KELIMA: Selalu Mendo'akan Guru

Di antara adab pada guru adalah terus mendo’akan guru atas ilmu yang diberikan.

Contohilah para ulama yang selalu mendoakan orang yang telah berjasa baik padanya dalam hal ilmu.

Al-Harits bin Suraij berkata, aku mendengar Al-Qatthan berkata,


أَنَا أَدْعُو اللهَ لِلشَّافِعِي، أَخُصُّهُ بِهِ


“Aku senatiasa berdo’a pada Allah untuk Imam Syafi'i, aku khususkan do'a untuknya.”

Abu Bakar bin Khalad berkata,


أَنَا أَدْعُو اللهَ فِي دُبُرِ صَلاَتِي لِلشَّافِعِي


“Aku selalu berdo’a pada Allah di akhir shalatku untuk Syafi'i.”

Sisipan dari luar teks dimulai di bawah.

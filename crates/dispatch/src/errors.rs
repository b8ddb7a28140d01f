//! Errors raised by the execution-slot machinery.
//!
//! These indicate a broken lifecycle (a context bound twice, a state moving
//! backwards, a pool that can no longer hand out slots), never a failed call.
//! Failed calls are always answered with an [`gateway::Outcome`].

use gateway::{CallId, SlotId};
use thiserror::Error;

use crate::DispatchState;

/// Execution-slot lifecycle violation.
#[derive(Debug, Error)]
pub enum SlotError {
    /// A pool must have at least one slot.
    #[error("Slot pool size must be at least 1")]
    EmptyPool,

    /// The free-slot queue is closed; no further leases are possible.
    #[error("Slot pool is closed")]
    PoolClosed,

    /// A context was bound while still serving another call.
    #[error("Slot {slot} is still bound to call {call_id}")]
    AlreadyBound {
        /// Offending slot.
        slot: SlotId,
        /// Call currently holding the slot.
        call_id: CallId,
    },

    /// A state change was requested on an unbound context.
    #[error("Slot {slot} has no bound call")]
    NotBound {
        /// Offending slot.
        slot: SlotId,
    },

    /// A state change would move the dispatch backwards.
    #[error("Slot {slot}: invalid dispatch state change {from} -> {to}")]
    InvalidTransition {
        /// Offending slot.
        slot: SlotId,
        /// Current state.
        from: DispatchState,
        /// Requested state.
        to: DispatchState,
    },
}
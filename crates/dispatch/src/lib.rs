//! restout dispatcher: execution slots and the per-call state machine.
//!
//! This crate serves inbound bus calls against REST backends. Each call is
//! leased an execution slot from a fixed-size [`SlotPool`], walked through the
//! [`Dispatcher`] state machine, answered on the bus, and only then handed
//! back to the pool.
//!
//! ## Architectural Layer
//!
//! **Orchestration layer.** The dispatcher sequences calls between the
//! business logic in the [`gateway`] crate and the infrastructure traits
//! ([`gateway::HttpExchange`], [`gateway::CallBus`]). It contains no
//! error-mapping rules of its own.
//!
//! ## Module Layout
//!
//! | Module | Contents |
//! |--------|----------|
//! | [`context`] | `CallContext` and `DispatchState` |
//! | [`pool`] | `SlotPool` and `SlotLease` |
//! | [`dispatcher`] | `Dispatcher` |
//! | [`errors`] | `SlotError` |

pub mod context;
pub mod dispatcher;
pub mod errors;
pub mod pool;

pub use context::{CallContext, DispatchState};
pub use dispatcher::{Dispatcher, OPERATOR_TARGET};
pub use errors::SlotError;
pub use pool::{SlotLease, SlotPool};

Setiap kebaikan hendaklah dibalas. Apalagi kebaikan ilmu yang diberikan. Sulit memang membalasnya karena ilmu adalah jasa yang tiada tara. Kalaulah itu sulit, maka balaslah kebaikan tersebut dengan terus mendo'akan orang yang memberikan ilmu. Do’a itu tak henti dipanjatkan sampai kita merasa telah membalasnya. Termasuk pula kita hendaknya selalu mendo’akan para ulama yang punya jasa besar pada Islam.

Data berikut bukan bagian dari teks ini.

//! reqwest-backed [`HttpExchange`].

use async_trait::async_trait;
use gateway::{ExchangeRequest, ExchangeResponse, ExchangeResult, HttpExchange, TransportError};
use reqwest::header::{CONNECTION, CONTENT_TYPE};
use reqwest::Client;

use crate::BackendError;

/// Sends each exchange as a single POST on a fresh connection.
///
/// Holds two clients, one verifying certificates and one that does not; the
/// per-service `ssl_insecure` flag picks between them.
#[derive(Debug, Clone)]
pub struct ReqwestExchange {
    verified: Client,
    insecure: Client,
}

impl ReqwestExchange {
    /// Builds both clients.
    ///
    /// # Errors
    ///
    /// [`BackendError::ClientBuild`] if reqwest cannot initialise a client.
    pub fn new() -> Result<Self, BackendError> {
        Ok(Self {
            verified: build_client(false)?,
            insecure: build_client(true)?,
        })
    }

    fn client(&self, ssl_insecure: bool) -> &Client {
        if ssl_insecure {
            &self.insecure
        } else {
            &self.verified
        }
    }
}

fn build_client(ssl_insecure: bool) -> Result<Client, BackendError> {
    Client::builder()
        .pool_max_idle_per_host(0)
        .danger_accept_invalid_certs(ssl_insecure)
        .build()
        .map_err(|e| BackendError::ClientBuild {
            ssl_insecure,
            message: e.to_string(),
        })
}

fn classify_send_error(error: &reqwest::Error) -> TransportError {
    if error.is_timeout() {
        TransportError::Timeout
    } else {
        TransportError::Network(error.to_string())
    }
}

#[async_trait]
impl HttpExchange for ReqwestExchange {
    async fn post(&self, request: ExchangeRequest) -> ExchangeResult {
        let mut response = self
            .client(request.ssl_insecure)
            .post(&request.url)
            .header(CONTENT_TYPE, request.content_type.as_str())
            .header(CONNECTION, "close")
            .timeout(request.timeout)
            .body(request.body)
            .send()
            .await
            .map_err(|e| {
                tracing::debug!(url = %request.url, error = %e, "POST failed before a response arrived");
                classify_send_error(&e)
            })?;

        let status = response.status().as_u16();
        let headers = response
            .headers()
            .iter()
            .map(|(name, value)| {
                (
                    name.as_str().to_string(),
                    String::from_utf8_lossy(value.as_bytes()).into_owned(),
                )
            })
            .collect();

        let body = read_capped(&mut response, request.max_body_size).await?;

        Ok(ExchangeResponse {
            status,
            headers,
            body,
        })
    }
}

fn classify_body_error(error: &reqwest::Error) -> TransportError {
    if error.is_timeout() {
        TransportError::Timeout
    } else {
        TransportError::BodyRead(error.to_string())
    }
}

/// Reads at most `max + 1` bytes of the body.
///
/// A body past the limit is cut there and left for
/// [`ExchangeResponse::body_within`] to reject, so an oversized response never
/// sits in memory whole.
async fn read_capped(response: &mut reqwest::Response, max: usize) -> Result<Vec<u8>, TransportError> {
    let limit = max.saturating_add(1);
    if let Some(length) = response.content_length() {
        if length > max as u64 {
            tracing::warn!(content_length = length, max, "Response body exceeds the size limit");
        }
    }

    let mut body = Vec::new();
    while let Some(chunk) = response.chunk().await.map_err(|e| classify_body_error(&e))? {
        let room = limit - body.len();
        if chunk.len() >= room {
            body.extend_from_slice(&chunk[..room]);
            break;
        }
        body.extend_from_slice(&chunk);
    }
    Ok(body)
}

#[cfg(test)]
mod tests {
    use std::time::Duration;

    use gateway::ContentType;
    use tokio::io::{AsyncReadExt, AsyncWriteExt};
    use tokio::net::TcpListener;
    use tokio::task::JoinHandle;

    use super::*;

    /// Accepts one connection, captures the raw request, and writes `response`.
    async fn serve_once(response: &'static str, delay: Duration) -> (String, JoinHandle<String>) {
        let listener = TcpListener::bind("127.0.0.1:0").await.unwrap();
        let url = format!("http://{}/api", listener.local_addr().unwrap());
        let handle = tokio::spawn(async move {
            let (mut socket, _) = listener.accept().await.unwrap();
            let request = read_request(&mut socket).await;
            tokio::time::sleep(delay).await;
            let _ = socket.write_all(response.as_bytes()).await;
            let _ = socket.shutdown().await;
            request
        });
        (url, handle)
    }

    async fn read_request(socket: &mut tokio::net::TcpStream) -> String {
        let mut raw = Vec::new();
        let mut chunk = [0_u8; 1024];
        loop {
            let n = socket.read(&mut chunk).await.unwrap();
            if n == 0 {
                break;
            }
            raw.extend_from_slice(&chunk[..n]);
            let text = String::from_utf8_lossy(&raw).to_string();
            if let Some(end) = text.find("\r\n\r\n") {
                let length = text[..end]
                    .lines()
                    .find_map(|line| {
                        let lower = line.to_ascii_lowercase();
                        lower
                            .strip_prefix("content-length:")
                            .map(|v| v.trim().parse::<usize>().unwrap())
                    })
                    .unwrap_or(0);
                if raw.len() >= end + 4 + length {
                    break;
                }
            }
        }
        String::from_utf8_lossy(&raw).to_string()
    }

    fn request(url: String, timeout: Duration) -> ExchangeRequest {
        ExchangeRequest {
            url,
            body: br#"{"T_ACCOUNT":"ACC1"}"#.to_vec(),
            content_type: ContentType::Json,
            timeout,
            ssl_insecure: false,
            max_body_size: 1024,
        }
    }

    #[tokio::test]
    async fn test_post_returns_status_headers_and_body() {
        let (url, server) = serve_once(
            "HTTP/1.1 200 OK\r\nContent-Type: text/plain\r\nContent-Length: 5\r\n\r\nhello",
            Duration::ZERO,
        )
        .await;
        let exchange = ReqwestExchange::new().unwrap();

        let response = exchange.post(request(url, Duration::from_secs(5))).await.unwrap();
        assert_eq!(response.status, 200);
        assert_eq!(response.body, b"hello");
        assert!(response
            .headers
            .iter()
            .any(|(name, value)| name == "content-type" && value == "text/plain"));

        let sent = server.await.unwrap().to_ascii_lowercase();
        assert!(sent.starts_with("post /api http/1.1"));
        assert!(sent.contains("content-type: application/json"));
        assert!(sent.contains("connection: close"));
        assert!(sent.ends_with(r#"{"t_account":"acc1"}"#));
    }

    #[tokio::test]
    async fn test_oversized_body_is_cut_one_byte_past_the_limit() {
        let (url, _server) = serve_once(
            "HTTP/1.1 200 OK\r\nContent-Length: 20\r\n\r\n01234567890123456789",
            Duration::ZERO,
        )
        .await;
        let exchange = ReqwestExchange::new().unwrap();
        let mut oversized = request(url, Duration::from_secs(5));
        oversized.max_body_size = 8;

        let response = exchange.post(oversized).await.unwrap();
        assert_eq!(response.body, b"012345678");
        assert!(matches!(
            response.body_within(8),
            Err(gateway::FormatError::TooLarge { size: 9, max: 8 })
        ));
    }

    #[tokio::test]
    async fn test_non_200_status_is_a_response_not_an_error() {
        let (url, _server) = serve_once(
            "HTTP/1.1 404 Not Found\r\nContent-Length: 2\r\n\r\n{}",
            Duration::ZERO,
        )
        .await;
        let exchange = ReqwestExchange::new().unwrap();

        let response = exchange.post(request(url, Duration::from_secs(5))).await.unwrap();
        assert_eq!(response.status, 404);
        assert_eq!(response.body, b"{}");
    }

    #[tokio::test]
    async fn test_slow_backend_times_out() {
        let (url, _server) = serve_once(
            "HTTP/1.1 200 OK\r\nContent-Length: 0\r\n\r\n",
            Duration::from_secs(2),
        )
        .await;
        let exchange = ReqwestExchange::new().unwrap();

        let err = exchange
            .post(request(url, Duration::from_millis(100)))
            .await
            .unwrap_err();
        assert_eq!(err, TransportError::Timeout);
    }

    #[tokio::test]
    async fn test_refused_connection_is_a_network_error() {
        let listener = TcpListener::bind("127.0.0.1:0").await.unwrap();
        let url = format!("http://{}/api", listener.local_addr().unwrap());
        drop(listener);
        let exchange = ReqwestExchange::new().unwrap();

        let err = exchange.post(request(url, Duration::from_secs(5))).await.unwrap_err();
        assert!(matches!(err, TransportError::Network(_)), "{err:?}");
    }

    #[tokio::test]
    async fn test_truncated_body_is_a_body_read_error() {
        let (url, _server) = serve_once(
            "HTTP/1.1 200 OK\r\nContent-Length: 100\r\n\r\nshort",
            Duration::ZERO,
        )
        .await;
        let exchange = ReqwestExchange::new().unwrap();

        let err = exchange.post(request(url, Duration::from_secs(5))).await.unwrap_err();
        assert!(matches!(err, TransportError::BodyRead(_)), "{err:?}");
    }
}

Dari Abu Hurairah radhiyallahu ‘anhu, Nabi shallallahu ‘alaihi wa sallam bersabda,


لاَ يَشْكُرُ اللَّهَ مَنْ لاَ يَشْكُرُ النَّاسَ


“Seorang belum merealisasikan rasa syukur kepada Allah jika ia tidak mampu bersyukur (berterimakasih) atas kebaikan orang lain terhadap dirinya.” (HR. Abu Daud no. 4811 dan Tirmidzi no. 1954).

Dari Jabir bin ‘Abdillah Al Anshari, Nabi shallallahu ‘alaihi wa sallam bersabda,


مَنْ صُنِعَ إِلَيْهِ مَعْرْوُفٌ فَلْيُجْزِئْهُ، فَإِنْ لَمْ يُجْزِئْهُ فَلْيُثْنِ عَلَيْهِ؛ فَإِنَّهُ إِذَا أَثْنَى عَلَيْهِ فَقَدْ شَكَرَهُ، وَإِنْ كَتَمَهُ فَقَدْ كَفَرَهُ، وَمَنْ تَحَلَّى بَمَا لَمْ يُعْطَ، فَكَأَنَّمَا لَبِسَ ثَوْبَيْ زُوْرٍ


“Siapa yang memperoleh kebaikan dari orang lain, hendaknya dia membalasnya. Jika tidak menemukan sesuatu untuk membalasnya, hendaklah dia memuji orang tersebut, karena jika dia memujinya maka dia telah mensyukurinya. Jika dia menyembunyikannya, berarti dia telah mengingkari kebaikannya. Seorang yang berhias terhadap suatu (kebaikan) yang tidak dia kerjakan atau miliki, seakan-akan ia memakai dua helai pakaian kepalsuan.” (HR. Al-Bukhari dalam Al-Adab Al-Mufrad no. 215).

Bentuknya bisa dengan mendoakan rahmat dan kebaikan ketika nama guru kita disebut.

Ibnu Jama'ah Al-Kanani rahimahullah menyebutkan, “Sebagian ulama terkadang membacakan hadits dengan sanadnya. Mereka lalu mendoakan setiap perawi dalam sanad tersebut. Itulah bentuk kekhususan karena telah diberikan anugerah ilmu yang luar biasa.”